For Bridges, he’s looking to wash away the aches of a draining finale to 2020-21, and shower his team, plus its rabid fanbase, with a spirited resurgence into newfound supremacy.
And he’s got the skillset, plus the moxie to do it.
Bridges recorded the team’s second-highest +/- mark (4.7) behind only Devin Booker last season, while finishing in the bottom half of turnover percentage numbers amongst Suns who averaged at least 10 minutes per contest.
A fixture in Phoenix’s lineup, he’s shown that his presence is invaluable when it comes to the greatest moveable metric there is: winning.

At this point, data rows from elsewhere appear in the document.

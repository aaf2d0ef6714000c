//! HTTP transport backed by `reqwest`.

use std::time::Duration;

use async_trait::async_trait;

use super::{Method, Request, Response, Transport};
use crate::Result;

/// Transport configuration.
///
/// Reads from environment variables:
/// - `STORE_API_URL` — base URL of the confirming server (default: `"http://127.0.0.1:3000"`)
/// - `STORE_API_TIMEOUT_MS` — per-request timeout in milliseconds (default: `5000`)
#[derive(Debug, Clone, PartialEq, Eq)]
pub struct TransportConfig {
    pub base_url: String,
    pub timeout: Duration,
}

impl TransportConfig {
    /// Loads configuration from environment variables, falling back to defaults.
    pub fn from_env() -> Self {
        let defaults = Self::default();
        Self {
            base_url: std::env::var("STORE_API_URL").unwrap_or(defaults.base_url),
            timeout: std::env::var("STORE_API_TIMEOUT_MS")
                .ok()
                .and_then(|ms| ms.parse().ok())
                .map(Duration::from_millis)
                .unwrap_or(defaults.timeout),
        }
    }

    /// Joins the base URL and a request path.
    pub fn url(&self, path: &str) -> String {
        format!(
            "{}/{}",
            self.base_url.trim_end_matches('/'),
            path.trim_start_matches('/')
        )
    }
}

impl Default for TransportConfig {
    fn default() -> Self {
        Self {
            base_url: "http://127.0.0.1:3000".to_string(),
            timeout: Duration::from_millis(5000),
        }
    }
}

/// Transport that sends requests over HTTP with JSON bodies.
#[derive(Debug, Clone)]
pub struct HttpTransport {
    client: reqwest::Client,
    config: TransportConfig,
}

impl HttpTransport {
    /// Creates a transport with the given configuration.
    pub fn new(config: TransportConfig) -> Result<Self> {
        let client = reqwest::Client::builder()
            .timeout(config.timeout)
            .build()?;
        Ok(Self { client, config })
    }

    pub fn config(&self) -> &TransportConfig {
        &self.config
    }
}

fn to_reqwest(method: Method) -> reqwest::Method {
    match method {
        Method::Get => reqwest::Method::GET,
        Method::Post => reqwest::Method::POST,
        Method::Put => reqwest::Method::PUT,
        Method::Patch => reqwest::Method::PATCH,
        Method::Delete => reqwest::Method::DELETE,
    }
}

/// Parses a response body as JSON. Bodies that are not JSON, such as a
/// proxy's plain-text error page, are kept as a string so the status
/// survives.
fn decode_body(bytes: &[u8]) -> serde_json::Value {
    if bytes.is_empty() {
        return serde_json::Value::Null;
    }
    serde_json::from_slice(bytes).unwrap_or_else(|_| {
        serde_json::Value::String(String::from_utf8_lossy(bytes).into_owned())
    })
}

#[async_trait]
impl Transport for HttpTransport {
    #[tracing::instrument(skip(self, request), fields(method = %request.method, path = %request.path))]
    async fn send(&self, request: Request) -> Result<Response> {
        let mut builder = self
            .client
            .request(to_reqwest(request.method), self.config.url(&request.path));
        if let Some(body) = &request.body {
            builder = builder.json(body);
        }

        let response = builder.send().await?;
        let status = response.status().as_u16();
        let bytes = response.bytes().await?;
        let body = decode_body(&bytes);

        tracing::debug!(status, "response received");
        Ok(Response { status, body })
    }
}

Bridges moves the needle in the right direction when he’s on the floor; and be it his energetic communication on switches and screens, the 7’1 wingspan that netted him his “praying mantis” nickname, or the cunning cutting ability Jeff Van Gundy has so notably lauded, Bridges has a knack for making the winning play.
Mikal Bridges continues to improve and was a key piece for the Western Conference Champion #Suns— Pro Sports Outlook (@PSO_Sports) August 31, 2021
The man’s already cemented his status as one of the association’s best and brightest young small forwards. But there still exists an untapped level of potential that Bridges can ascend to this coming season.
And all bets are that he will.
As his confidence grows, so will his shot attempts, and as those increase in frequency, so will their difficulty.
Bridges has flashed instances of a skillfully creative shot-making prowess (floaters, runners, reverse layups, etc). But with Devin Booker, CP3 and Deandre Ayton chewing up most of the squad’s shot attempts, #25’s arsenal has been minimized to mostly catch-and-shoot tries.
84% of his shots were assisted on according to Basketball Reference, and speaking of his otherworldly cutting ability, he had a 79% conversion rate on shots at the rim, plus a 50% mark from the 3-10 foot range to boot.
Bridges isn’t afforded much wiggle room for iso opportunities, nor does he necessarily need to create his own shots with abundance (he has teammates who are adept playmakers). But doesn’t mean he can’t make something out of nothing.
Just look at his Villanova days for example. During his junior season, Bridges was a dependable bucket-getter, who provided Jay Wrights Wildcats with 17.7 ppg and 5.3 boards on a 51% shooting clip for a national championship-winning squad.
So while he’s known for his defensive feats, Bridges can certainly put the ball in the basket at a high volume.
He’s made commendable offensive improvements in each of the three seasons he’s been a pro. He tried about three more shots (9) in 2020-21 than he did in his first two years, and saw rises in FG% (51 to 54), 3PT% (36 to 42) and effective FG% (58 to 64) from his sophomore year to his third.
Don’t be surprised if you see improvements (although they’ll likely be less steep in growth) in each of those categories in 2022.
Mikal Bridges knows what it takes to substantiate winning basketball, and he possesses the IQ that will clearly illuminate that path for the team plays for.
In ‘22-23, it seems like that path points toward an increased role for the young budding star.